Non-technical Abstract: Imagine a world in which roads can sense their damage and repair themselves like human skin, or in which natural disasters such as forest fires and landslides are prevented by materials that change shape and stiffness automatically, or in which clothing materials change their porosity to become personal protective equipment (PPE) when the clothing itself senses airborne pathogens. These futuristic ideas are currently science fiction, but if we have any hope of creating these amazing technologies, we need to begin today. This collaborative project seeks to explore the fundamental underpinnings of the materials needed for such applications. Specifically, in order to design any of these futuristic devices, we need to have materials that are self-powered and assembled hierarchically from energy-using building blocks. Luckily, many biological systems, such as cells, plants, and humans, are already capable of sensing their environment and responding by moving, changing shape, or releasing chemicals. The basic building blocks of these biological “systems†are enzymes, nanoscale machines made of protein that come in a variety of shapes and sizes. In order to dissect and begin to create an understanding of how enzymes can animate matter, our team will use enzymes to power new synthetic materials at the nanoscale to microscale. In the future, these nanoscale materials can be assembled themselves to create new larger scale active materials.

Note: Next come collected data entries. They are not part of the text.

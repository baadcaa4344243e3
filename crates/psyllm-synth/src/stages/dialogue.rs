//! Stage 2: turn a round plan into a patient/counsellor conversation.

use std::collections::HashSet;
use std::path::Path;

use serde::Deserialize;
use tracing::info;

use super::StageContext;
use crate::client::{ChatClient, ChatMessage, ChatRequest};
use crate::error::{SynthError, SynthResult};
use crate::extract::parse_json_reply;
use crate::prompts::{dialogue_user_message, DIALOGUE_SYSTEM_PROMPT};
use crate::records::{Dialogue, DialogueTurn, PostId, RoundPlan};
use crate::runner::RunStats;
use crate::settings::SynthSettings;
use crate::store::{load_existing, load_records, save_json_atomic, JsonArraySink};

#[derive(Deserialize)]
struct DialogueReply {
    conversation: Vec<DialogueTurn>,
}

pub async fn build_dialogue(
    client: &dyn ChatClient,
    settings: &SynthSettings,
    plan: &RoundPlan,
) -> SynthResult<Dialogue> {
    let request = ChatRequest {
        model: settings.chat_model.clone(),
        messages: vec![
            ChatMessage::system(DIALOGUE_SYSTEM_PROMPT),
            ChatMessage::user(dialogue_user_message(&plan.info_by_round)),
        ],
        temperature: settings.temperature,
    };
    let reply = client.complete(&request).await?;
    let parsed: DialogueReply = parse_json_reply(&reply.content)?;
    if parsed.conversation.is_empty() {
        return Err(SynthError::InvalidRecord(format!("empty conversation for post {}", plan.post_id)));
    }

    let mut extra = serde_json::Map::new();
    if let Some(file) = &plan.file {
        extra.insert("file".into(), file.clone().into());
    }
    Ok(Dialogue { post_id: plan.post_id.clone(), conversation: parsed.conversation, extra })
}

/// Build dialogues for every plan in `input` whose post is not yet in
/// `output` (or its `.temp` checkpoint).
pub async fn run(ctx: &StageContext, input: &Path, output: &Path) -> SynthResult<RunStats> {
    let plans: Vec<RoundPlan> = load_records(input)?;
    let existing: Vec<Dialogue> = load_existing(output)?;
    let mut seen: HashSet<PostId> = existing.iter().map(|d| d.post_id.clone()).collect();
    let total = plans.len();
    let todo: Vec<RoundPlan> = plans.into_iter().filter(|p| seen.insert(p.post_id.clone())).collect();
    info!(total, done = existing.len(), remaining = todo.len(), "Building dialogues");

    let client = ctx.client.as_ref();
    let settings = &ctx.settings;
    let mut sink = JsonArraySink::new(existing, output);
    let stats = ctx
        .runner
        .run("dialogue", todo, move |plan| async move { build_dialogue(client, settings, &plan).await }, &mut sink)
        .await?;

    save_json_atomic(output, sink.records())?;
    info!(output = %output.display(), dialogues = sink.records().len(), "Dialogues saved");
    Ok(stats)
}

The scientific objective of this project is to understand the physics of synthetic active materials powered by enzymes. The research team combines expertise in DNA nanotechnology, enzyme kinetics, single-particle tracking, and sensitive force measurements to address the following objectives: (1) The team uses DNA origami to design, create, and characterize a suite of active particles, driven by enzyme catalysis, with programmable size, shape, flexibility, and location of propulsive enzymes. This objective addresses a need to create new nano- to mesoscale active particles and uses these particles to understand the mechanisms governing enhanced motility. (2) The team characterizes the properties of an active bath of enzyme-driven particles via the fluctuation spectrum, dissipation of energy, and the ability of an active bath to propel passive particles to extract work from noise. A combined study of the single-particle motility and the active fluctuations that emerge from collections of active particles will reveal a wealth of new information, including the mechanisms of enhanced transport of active particles, as well as a non-equilibrium statistical mechanical description of active fluctuations. The importance of this approach lies in the potential to specify the microscopic details of active particles, like their size, shape, and flexibility, and then to discover how these attributes alter the single-particle and collective behaviors.
This DMR grant supports research to understand the physics of synthetic active materials powered by enzymes with funding from the Condensed Matter Physics (CMP) and Biomaterials (BMAT) Programs in the Division of Materials Research of the Mathematical and Physical Sciences Directorate.
This award reflects NSF's statutory mission and has been deemed worthy of support through evaluation using the Foundation's intellectual merit and broader impacts review criteria.